Use the Variable Library to Parameterize Connections
Open up the variable library and add these variables:
- mywarehouse. This contains the object ID of the warehouse.
- mysourceconnection. The object ID of the connection pointing to the Azure SQL DB (as mentioned before).
- warehouseconn. The SQL connection string to the warehouse.
- sourcedb. The name of the database in the Azure SQL DB.
You can find the object ID of an item by browsing to it; the object ID is contained in the URL. For example, the object ID of a warehouse:
The SQL connection string can be found in the settings (see screenshot above and below):
We’re also going to add a value set to the variable library. A value set is a set of alternative values for your variables.

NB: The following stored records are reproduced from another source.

// Worker - per-job provisioning task

pub mod constants;
mod panic_guard;

use constants::*;
pub use panic_guard::panic_message;

use crate::application::credential::build_env;
use crate::domain::{Credential, IacSource, JobId, JobStatus};
use crate::error::Result;
use crate::port::{JobStore, ProvisionOutcome, Provisioner, WorkspaceManager};
use std::collections::HashMap;
use std::sync::Arc;
use tokio::task::JoinHandle;
use tracing::{debug, error, info, warn};

/// Everything one job needs, moved into its task
pub struct JobTicket {
    pub job_id: JobId,
    pub source: IacSource,
    pub credential: Credential,
}

/// Runs accepted jobs: one spawned task per job, each owning its terminal write
#[derive(Clone)]
pub struct Worker {
    job_store: Arc<dyn JobStore>,
    workspaces: Arc<dyn WorkspaceManager>,
    provisioner: Arc<dyn Provisioner>,
    base_env: Arc<HashMap<String, String>>,
}

impl Worker {
    /// Create a new worker
    ///
    /// # Arguments
    /// * `job_store` - Status store the worker reports into
    /// * `workspaces` - Per-job scratch directory factory
    /// * `provisioner` - Tool runner (init + apply)
    /// * `base_env` - Process environment snapshot jobs derive from
    pub fn new(
        job_store: Arc<dyn JobStore>,
        workspaces: Arc<dyn WorkspaceManager>,
        provisioner: Arc<dyn Provisioner>,
        base_env: HashMap<String, String>,
    ) -> Self {
        Self {
            job_store,
            workspaces,
            provisioner,
            base_env: Arc::new(base_env),
        }
    }

    /// Detach a task for `ticket`. The handle is only useful to tests; callers may drop it.
    pub fn spawn(&self, ticket: JobTicket) -> JoinHandle<()> {
        let worker = self.clone();
        tokio::spawn(async move { worker.run(ticket).await })
    }

    /// Drive one job from `pending` to a terminal state
    pub async fn run(&self, ticket: JobTicket) {
        let job_id = ticket.job_id.clone();
        let credential = ticket.credential.clone();

        if let Err(e) = self
            .job_store
            .set_status(&job_id, JobStatus::Running, RUNNING_MESSAGE.to_string(), None)
            .await
        {
            error!(job_id = %job_id, error = %e, "Failed to mark job running, abandoning it");
            return;
        }
        info!(job_id = %job_id, "Job running");

        // Execute in a nested task so a panic surfaces as a JoinError instead of
        // killing this one, which still has to write the terminal state.
        let worker = self.clone();
        let handle = tokio::task::spawn(async move { worker.execute(ticket).await });

        let (status, message, details) = match handle.await {
            Ok(Ok(ProvisionOutcome::Applied { message })) => (JobStatus::Done, message, None),
            Ok(Ok(ProvisionOutcome::Failed { error, details })) => {
                warn!(job_id = %job_id, error = %error, "Provisioning failed");
                (
                    JobStatus::Error,
                    credential.redact(&error),
                    details.map(|d| credential.redact(&d)),
                )
            }
            Ok(Err(e)) => {
                let detail = credential.redact(&e.to_string());
                error!(job_id = %job_id, error = %detail, "Worker fault");
                (
                    JobStatus::Error,
                    UNHANDLED_WORKER_ERROR.to_string(),
                    Some(detail),
                )
            }
            Err(join_err) => {
                let detail = if join_err.is_panic() {
                    credential.redact(&panic_message(join_err.into_panic()))
                } else {
                    WORKER_CANCELLED.to_string()
                };
                error!(job_id = %job_id, "Worker task did not complete");
                (
                    JobStatus::Error,
                    UNHANDLED_WORKER_ERROR.to_string(),
                    Some(detail),
                )
            }
        };

        // The completion line of a successful apply is stored as the tool printed it
        match self
            .job_store
            .set_status(&job_id, status, message, details)
            .await
        {
            Ok(record) => info!(job_id = %job_id, status = %record.status, message = %record.message, "Job finished"),
            Err(e) => error!(job_id = %job_id, error = %e, "Failed to record terminal state"),
        }
    }

    /// Workspace, environment, tool run, teardown.
    ///
    /// The workspace is torn down explicitly on the normal paths; on unwind its
    /// `Drop` releases it.
    async fn execute(&self, ticket: JobTicket) -> Result<ProvisionOutcome> {
        let JobTicket {
            job_id,
            source,
            credential,
        } = ticket;

        let workspace = self.workspaces.prepare(&job_id, &source).await?;
        debug!(job_id = %job_id, path = %workspace.path().display(), "Workspace prepared");

        let env = build_env(&self.base_env, &credential);
        let result = self.provisioner.run(workspace.path(), &env).await;

        // Removing `.terraform/` is blocking filesystem work
        match tokio::task::spawn_blocking(move || workspace.teardown()).await {
            Ok(()) => debug!(job_id = %job_id, "Workspace released"),
            Err(e) => warn!(job_id = %job_id, error = %e, "Workspace teardown did not complete"),
        }

        Ok(result?)
    }
}
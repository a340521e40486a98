// Panic payload extraction for worker isolation
use std::any::Any;
use tracing::error;

/// Turn a caught panic payload into a readable message
///
/// # Example
/// ```text
/// let handle = tokio::spawn(async { panic!("boom") });
/// if let Err(e) = handle.await {
///     if e.is_panic() {
///         assert_eq!(panic_message(e.into_panic()), "boom");
///     }
/// }
/// ```
pub fn panic_message(payload: Box<dyn Any + Send>) -> String {
    let panic_msg = if let Some(s) = payload.downcast_ref::<&str>() {
        s.to_string()
    } else if let Some(s) = payload.downcast_ref::<String>() {
        s.clone()
    } else {
        "Unknown panic".to_string()
    };

    error!(panic_msg = %panic_msg, "Worker task panicked");
    panic_msg
}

The default value set will be used in development, while the other values set is used in the test workspace. For the new value set, specify the correct object IDs for the test workspace:
You can obviously only find the object ID of the test warehouse after you’ve deployed it to that workspace. Also change the object ID of the source connection to the second Azure SQL database connection, and similarly for the database name. Deploy the changed variable library to the test workspace using the deployment pipeline. There we’re going to set the test value set as the active one:
Back to the data pipeline. In the settings of the pipeline itself, a new tab has been added for library variables:
For each variable of the library, add a variable in this pane and link it to the corresponding library variable. The result should be like this:
Now we can use those variables inside the pipeline in dynamic content expressions. In the source pane of the Copy Data activity, change the connection to Use dynamic content.
The expression editor will pop up. It’s a bit hidden, but you can find the variable libraries when you click on the ellipsis:
There we can find the variables that we just added to the pipeline:
Drag the variable holding the object ID of the source connection to the expression pane and click OK. Using the same method, we can parameterize the database name as well:
As mentioned before, some features don’t work yet while variable libraries are in preview. When you try to preview the data, an error will be shown:
We can now parameterize the sink connection as well with the other variables:
For the workspace ID, the system variable DataFactory can be used. Test the pipeline by running it. The same data should be written to the dev warehouse.
Deploy the parameterized data pipeline to the test workspace.
When you open the data pipeline in the test workspace, it should look identical to the one of the dev workspace. However, when that pipeline is run, data from the other Azure SQL DB (named mycheapdwh in my case) should be written to the test warehouse:
This shows that the parameterization of the connections was successful.
Conclusion
In this article we’ve shown how we can build data pipelines in Fabric Data Factory with parameterized connections. Using a variable library, we can pass on different sets of values in different workspaces, so we can change a connection dynamically. This should be part of your CI/CD strategy when deploying artefacts from one workspace to another. At the time of writing, the feature is in preview and only data pipelines are supported. Be sure to check the considerations and limitations in the documentation.